Dataset entries:
********************

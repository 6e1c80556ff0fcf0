// src/remote/http.rs

use anyhow::{anyhow, Context, Result};
use futures::{future::BoxFuture, FutureExt};
use reqwest::{Client, RequestBuilder, Response};
use serde::de::DeserializeOwned;
use std::time::Duration;
use tracing::debug;
use url::Url;

use super::{
    Envelope, ImportApi, ImportJob, LookupEntry, LookupKind, PmsImportRequest, SubmitResponse,
};
use crate::error::{ImportError, ImportResult};

const IMPORTS_PATH: &[&str] = &["pms", "imports"];

/// Error bodies are cut to this many characters in messages.
const MAX_ERROR_BODY: usize = 200;

/// `ImportApi` over the dashboard's REST backend.
#[derive(Clone)]
pub struct HttpImportApi {
    client: Client,
    base: Url,
    token: Option<String>,
}

impl HttpImportApi {
    pub fn new(base_url: &str, token: Option<String>, timeout: Duration) -> Result<Self> {
        let mut base =
            Url::parse(base_url).with_context(|| format!("parsing api base url {}", base_url))?;
        if base.cannot_be_a_base() {
            return Err(anyhow!("api base url {} cannot hold paths", base_url));
        }
        if !base.path().ends_with('/') {
            let path = format!("{}/", base.path());
            base.set_path(&path);
        }

        let client = Client::builder()
            .timeout(timeout)
            .build()
            .context("building http client")?;

        Ok(Self {
            client,
            base,
            token: token.filter(|t| !t.trim().is_empty()),
        })
    }

    /// `base` + percent-encoded path segments.
    fn endpoint(&self, segments: &[&str]) -> Result<Url> {
        let mut url = self.base.clone();
        url.path_segments_mut()
            .map_err(|_| anyhow!("api base url {} cannot hold paths", self.base))?
            .pop_if_empty()
            .extend(segments);
        Ok(url)
    }

    fn job_endpoint(&self, job_id: &str, tail: Option<&str>) -> Result<Url> {
        let mut segments: Vec<&str> = IMPORTS_PATH.to_vec();
        segments.push(job_id);
        segments.extend(tail);
        self.endpoint(&segments)
    }

    fn authorize(&self, req: RequestBuilder) -> RequestBuilder {
        match &self.token {
            Some(token) => req.bearer_auth(token),
            None => req,
        }
    }

    async fn send(&self, req: RequestBuilder, what: &str) -> Result<Response> {
        let resp = self
            .authorize(req)
            .header(reqwest::header::ACCEPT, "application/json")
            .send()
            .await
            .with_context(|| format!("{} request failed", what))?;

        let status = resp.status();
        if !status.is_success() {
            let body = resp.text().await.unwrap_or_default();
            let snippet: String = body.trim().chars().take(MAX_ERROR_BODY).collect();
            return Err(if snippet.is_empty() {
                anyhow!("{} returned HTTP {}", what, status)
            } else {
                anyhow!("{} returned HTTP {}: {}", what, status, snippet)
            });
        }
        Ok(resp)
    }

    async fn send_json<T: DeserializeOwned>(&self, req: RequestBuilder, what: &str) -> Result<T> {
        let envelope: Envelope<T> = self
            .send(req, what)
            .await?
            .json()
            .await
            .with_context(|| format!("reading {} response", what))?;
        Ok(envelope.into_inner())
    }

    async fn submit_inner(&self, req: &PmsImportRequest) -> Result<SubmitResponse> {
        let url = self.endpoint(IMPORTS_PATH)?;
        debug!(%url, "submitting pms import");
        self.send_json(self.client.post(url).json(req), "import submission")
            .await
    }

    async fn status_inner(&self, job_id: &str) -> Result<ImportJob> {
        let url = self.job_endpoint(job_id, None)?;
        debug!(%url, "polling import job");
        self.send_json(self.client.get(url), "job status").await
    }

    async fn cancel_inner(&self, job_id: &str) -> Result<()> {
        let url = self.job_endpoint(job_id, Some("cancel"))?;
        debug!(%url, "cancelling import job");
        self.send(self.client.post(url), "cancel").await?;
        Ok(())
    }

    async fn lookups_inner(&self, kind: LookupKind) -> Result<Vec<LookupEntry>> {
        let url = self.endpoint(&[kind.path()])?;
        self.send_json(self.client.get(url), kind.path()).await
    }
}

/// Flatten an error chain into one user-facing line.
fn flatten(e: anyhow::Error) -> String {
    format!("{:#}", e)
}

impl ImportApi for HttpImportApi {
    fn submit<'a>(&'a self, req: &'a PmsImportRequest) -> BoxFuture<'a, ImportResult<SubmitResponse>> {
        async move {
            self.submit_inner(req)
                .await
                .map_err(|e| ImportError::Submit(flatten(e)))
        }
        .boxed()
    }

    fn status<'a>(&'a self, job_id: &'a str) -> BoxFuture<'a, ImportResult<ImportJob>> {
        async move {
            self.status_inner(job_id)
                .await
                .map_err(|e| ImportError::Poll(flatten(e)))
        }
        .boxed()
    }

    fn cancel<'a>(&'a self, job_id: &'a str) -> BoxFuture<'a, ImportResult<()>> {
        async move {
            self.cancel_inner(job_id)
                .await
                .map_err(|e| ImportError::Api(flatten(e)))
        }
        .boxed()
    }

    fn lookups(&self, kind: LookupKind) -> BoxFuture<'_, ImportResult<Vec<LookupEntry>>> {
        async move {
            self.lookups_inner(kind)
                .await
                .map_err(|e| ImportError::Api(flatten(e)))
        }
        .boxed()
    }
}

********************

— THE PROBLEM —
Find the lines that mention "LookupKind" in the entries and show them.

— RESPONSE AREA —
    Envelope, ImportApi, ImportJob, LookupEntry, LookupKind, PmsImportRequest, SubmitResponse,
    async fn lookups_inner(&self, kind: LookupKind) -> Result<Vec<LookupEntry>> {
    fn lookups(&self, kind: LookupKind) -> BoxFuture<'_, ImportResult<Vec<LookupEntry>>> {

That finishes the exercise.